What you should do.
The records below are to be transcribed word for word.

Saved data entries.
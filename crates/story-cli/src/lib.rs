//! story-cli library exports.
//!
//! This crate provides the `story-cli` binary for the story clustering engine.
//!
//! # Modules
//!
//! - `cli`: Command-line argument parsing with clap
//! - `commands`: Command implementations (run, sweep, admin)

pub mod cli;
pub mod commands;

pub use cli::{AdminCommands, Cli, Commands, RunArgs, SweepArgs, WindowArgs};
pub use commands::{
    apply_run_overrides, apply_sweep_overrides, execute_run, execute_sweep, handle_admin,
    import_assignments, import_clusters, import_items, latest_report_path, load_settings,
    open_storage, run_command, sweep_command,
};
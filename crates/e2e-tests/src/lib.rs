//! End-to-end test infrastructure for story-cluster.
//!
//! Provides a shared TestHarness and helper functions for E2E tests
//! covering the full store-to-report pipeline.

use std::path::PathBuf;
use std::sync::Arc;

use chrono::{DateTime, Duration, TimeZone, Utc};
use rand::rngs::StdRng;
use rand::{Rng, SeedableRng};

use story_cluster::{FsReportSink, StorageSource, StoryPipeline};
use story_storage::Storage;
use story_types::{ClusteringSettings, Item, PersistedAssignment, PersistedClusterMeta};

/// Shared test harness for E2E tests.
///
/// Provides storage, a report directory, and helper methods for setting up
/// end-to-end test scenarios.
pub struct TestHarness {
    /// Keeps temp dir alive for the lifetime of the harness
    pub _temp_dir: tempfile::TempDir,
    /// Shared storage instance
    pub storage: Arc<Storage>,
    /// Directory for report artifacts
    pub report_dir: PathBuf,
}

impl TestHarness {
    /// Create a new test harness with temp directory and storage.
    pub fn new() -> Self {
        let temp_dir = tempfile::TempDir::new().expect("Failed to create temp dir");
        let storage = Arc::new(
            Storage::open(&temp_dir.path().join("db")).expect("Failed to open test storage"),
        );
        let report_dir = temp_dir.path().join("reports");

        Self {
            _temp_dir: temp_dir,
            storage,
            report_dir,
        }
    }

    /// Item source and persisted store backed by the harness storage.
    pub fn source(&self) -> Arc<StorageSource> {
        Arc::new(StorageSource::new(self.storage.clone()))
    }

    /// Pipeline over the harness storage, with reconciliation wired in.
    pub fn pipeline(&self, settings: ClusteringSettings) -> StoryPipeline {
        let source = self.source();
        StoryPipeline::new(source.clone(), settings).with_persisted_store(source)
    }

    /// Report sink writing into the harness report directory.
    pub fn sink(&self) -> FsReportSink {
        FsReportSink::new(self.report_dir.clone())
    }
}

impl Default for TestHarness {
    fn default() -> Self {
        Self::new()
    }
}

/// Fixed reference time used as "now" by the scenarios.
pub fn reference_now() -> DateTime<Utc> {
    Utc.with_ymd_and_hms(2024, 5, 2, 12, 0, 0).unwrap()
}

/// Settings with seeded coherence sampling.
pub fn seeded_settings() -> ClusteringSettings {
    ClusteringSettings {
        coherence_seed: Some(42),
        ..ClusteringSettings::default()
    }
}

/// Create an eligible item `hours_ago` before [`reference_now`].
pub fn make_item(id: &str, author: &str, hours_ago: f64, text: &str, vector: Vec<f32>) -> Item {
    let created_at = reference_now() - Duration::milliseconds((hours_ago * 3_600_000.0) as i64);
    Item::new(id, id, created_at, text)
        .with_author(author)
        .with_normalized_text(text.to_lowercase())
        .with_embedding(vector)
}

/// Store items.
pub fn ingest_items(storage: &Storage, items: &[Item]) {
    for item in items {
        storage.put_item(item).expect("Failed to put item");
    }
}

/// Store a persisted clustering: assignments plus one metadata record per cluster.
pub fn persist_clustering(
    storage: &Storage,
    assignments: &[(&str, i64)],
    clusters: &[PersistedClusterMeta],
) {
    for (item_id, cluster_id) in assignments {
        storage
            .put_assignment(&PersistedAssignment {
                item_id: item_id.to_string(),
                cluster_id: *cluster_id,
            })
            .expect("Failed to put assignment");
    }
    for meta in clusters {
        storage
            .put_persisted_cluster(meta)
            .expect("Failed to put persisted cluster");
    }
}

/// Random unit vector of `dim` components.
pub fn random_unit_vector(rng: &mut StdRng, dim: usize) -> Vec<f32> {
    let v: Vec<f32> = (0..dim).map(|_| rng.random_range(-1.0f32..1.0)).collect();
    normalize(v)
}

/// `base` plus uniform noise of magnitude `noise`, re-normalized.
pub fn perturb(rng: &mut StdRng, base: &[f32], noise: f32) -> Vec<f32> {
    normalize(
        base.iter()
            .map(|x| x + rng.random_range(-noise..noise))
            .collect(),
    )
}

fn normalize(v: Vec<f32>) -> Vec<f32> {
    let norm = v.iter().map(|x| x * x).sum::<f32>().sqrt();
    if norm == 0.0 {
        return v;
    }
    v.into_iter().map(|x| x / norm).collect()
}

/// Synthetic topical dataset: `topics` groups of `per_topic` items whose
/// vectors are noisy copies of a per-topic centroid, plus `noise_items`
/// unrelated items. Items are spread over the last `hours` hours.
pub fn synthetic_items(
    seed: u64,
    topics: usize,
    per_topic: usize,
    noise_items: usize,
    dim: usize,
    hours: f64,
) -> Vec<Item> {
    let mut rng = StdRng::seed_from_u64(seed);
    let mut items = Vec::with_capacity(topics * per_topic + noise_items);

    for t in 0..topics {
        let centroid = random_unit_vector(&mut rng, dim);
        for m in 0..per_topic {
            let vector = perturb(&mut rng, &centroid, 0.05);
            items.push(make_item(
                &format!("t{}-m{}", t, m),
                &format!("user{}", rng.random_range(0..50)),
                rng.random_range(0.0..hours),
                &format!("topic{} update number {}", t, m),
                vector,
            ));
        }
    }

    for n in 0..noise_items {
        items.push(make_item(
            &format!("noise-{}", n),
            &format!("lurker{}", n),
            rng.random_range(0.0..hours),
            &format!("unrelated chatter {}", n),
            random_unit_vector(&mut rng, dim),
        ));
    }

    items
}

Answer section.
filename crates/story-cli/src/lib.rs
//! story-cli library exports.
//!
//! This crate provides the `story-cli` binary for the story clustering engine.
//!
//! # Modules
//!
//! - `cli`: Command-line argument parsing with clap
//! - `commands`: Command implementations (run, sweep, admin)

pub mod cli;
pub mod commands;

pub use cli::{AdminCommands, Cli, Commands, RunArgs, SweepArgs, WindowArgs};
pub use commands::{
    apply_run_overrides, apply_sweep_overrides, execute_run, execute_sweep, handle_admin,
    import_assignments, import_clusters, import_items, latest_report_path, load_settings,
    open_storage, run_command, sweep_command,
};
filename crates/e2e-tests/src/lib.rs
//! End-to-end test infrastructure for story-cluster.
//!
//! Provides a shared TestHarness and helper functions for E2E tests
//! covering the full store-to-report pipeline.

use std::path::PathBuf;
use std::sync::Arc;

use chrono::{DateTime, Duration, TimeZone, Utc};
use rand::rngs::StdRng;
use rand::{Rng, SeedableRng};

use story_cluster::{FsReportSink, StorageSource, StoryPipeline};
use story_storage::Storage;
use story_types::{ClusteringSettings, Item, PersistedAssignment, PersistedClusterMeta};

/// Shared test harness for E2E tests.
///
/// Provides storage, a report directory, and helper methods for setting up
/// end-to-end test scenarios.
pub struct TestHarness {
    /// Keeps temp dir alive for the lifetime of the harness
    pub _temp_dir: tempfile::TempDir,
    /// Shared storage instance
    pub storage: Arc<Storage>,
    /// Directory for report artifacts
    pub report_dir: PathBuf,
}

impl TestHarness {
    /// Create a new test harness with temp directory and storage.
    pub fn new() -> Self {
        let temp_dir = tempfile::TempDir::new().expect("Failed to create temp dir");
        let storage = Arc::new(
            Storage::open(&temp_dir.path().join("db")).expect("Failed to open test storage"),
        );
        let report_dir = temp_dir.path().join("reports");

        Self {
            _temp_dir: temp_dir,
            storage,
            report_dir,
        }
    }

    /// Item source and persisted store backed by the harness storage.
    pub fn source(&self) -> Arc<StorageSource> {
        Arc::new(StorageSource::new(self.storage.clone()))
    }

    /// Pipeline over the harness storage, with reconciliation wired in.
    pub fn pipeline(&self, settings: ClusteringSettings) -> StoryPipeline {
        let source = self.source();
        StoryPipeline::new(source.clone(), settings).with_persisted_store(source)
    }

    /// Report sink writing into the harness report directory.
    pub fn sink(&self) -> FsReportSink {
        FsReportSink::new(self.report_dir.clone())
    }
}

impl Default for TestHarness {
    fn default() -> Self {
        Self::new()
    }
}

/// Fixed reference time used as "now" by the scenarios.
pub fn reference_now() -> DateTime<Utc> {
    Utc.with_ymd_and_hms(2024, 5, 2, 12, 0, 0).unwrap()
}

/// Settings with seeded coherence sampling.
pub fn seeded_settings() -> ClusteringSettings {
    ClusteringSettings {
        coherence_seed: Some(42),
        ..ClusteringSettings::default()
    }
}

/// Create an eligible item `hours_ago` before [`reference_now`].
pub fn make_item(id: &str, author: &str, hours_ago: f64, text: &str, vector: Vec<f32>) -> Item {
    let created_at = reference_now() - Duration::milliseconds((hours_ago * 3_600_000.0) as i64);
    Item::new(id, id, created_at, text)
        .with_author(author)
        .with_normalized_text(text.to_lowercase())
        .with_embedding(vector)
}

/// Store items.
pub fn ingest_items(storage: &Storage, items: &[Item]) {
    for item in items {
        storage.put_item(item).expect("Failed to put item");
    }
}

/// Store a persisted clustering: assignments plus one metadata record per cluster.
pub fn persist_clustering(
    storage: &Storage,
    assignments: &[(&str, i64)],
    clusters: &[PersistedClusterMeta],
) {
    for (item_id, cluster_id) in assignments {
        storage
            .put_assignment(&PersistedAssignment {
                item_id: item_id.to_string(),
                cluster_id: *cluster_id,
            })
            .expect("Failed to put assignment");
    }
    for meta in clusters {
        storage
            .put_persisted_cluster(meta)
            .expect("Failed to put persisted cluster");
    }
}

/// Random unit vector of `dim` components.
pub fn random_unit_vector(rng: &mut StdRng, dim: usize) -> Vec<f32> {
    let v: Vec<f32> = (0..dim).map(|_| rng.random_range(-1.0f32..1.0)).collect();
    normalize(v)
}

/// `base` plus uniform noise of magnitude `noise`, re-normalized.
pub fn perturb(rng: &mut StdRng, base: &[f32], noise: f32) -> Vec<f32> {
    normalize(
        base.iter()
            .map(|x| x + rng.random_range(-noise..noise))
            .collect(),
    )
}

fn normalize(v: Vec<f32>) -> Vec<f32> {
    let norm = v.iter().map(|x| x * x).sum::<f32>().sqrt();
    if norm == 0.0 {
        return v;
    }
    v.into_iter().map(|x| x / norm).collect()
}

/// Synthetic topical dataset: `topics` groups of `per_topic` items whose
/// vectors are noisy copies of a per-topic centroid, plus `noise_items`
/// unrelated items. Items are spread over the last `hours` hours.
pub fn synthetic_items(
    seed: u64,
    topics: usize,
    per_topic: usize,
    noise_items: usize,
    dim: usize,
    hours: f64,
) -> Vec<Item> {
    let mut rng = StdRng::seed_from_u64(seed);
    let mut items = Vec::with_capacity(topics * per_topic + noise_items);

    for t in 0..topics {
        let centroid = random_unit_vector(&mut rng, dim);
        for m in 0..per_topic {
            let vector = perturb(&mut rng, &centroid, 0.05);
            items.push(make_item(
                &format!("t{}-m{}", t, m),
                &format!("user{}", rng.random_range(0..50)),
                rng.random_range(0.0..hours),
                &format!("topic{} update number {}", t, m),
                vector,
            ));
        }
    }

    for n in 0..noise_items {
        items.push(make_item(
            &format!("noise-{}", n),
            &format!("lurker{}", n),
            rng.random_range(0.0..hours),
            &format!("unrelated chatter {}", n),
            random_unit_vector(&mut rng, dim),
        ));
    }

    items
}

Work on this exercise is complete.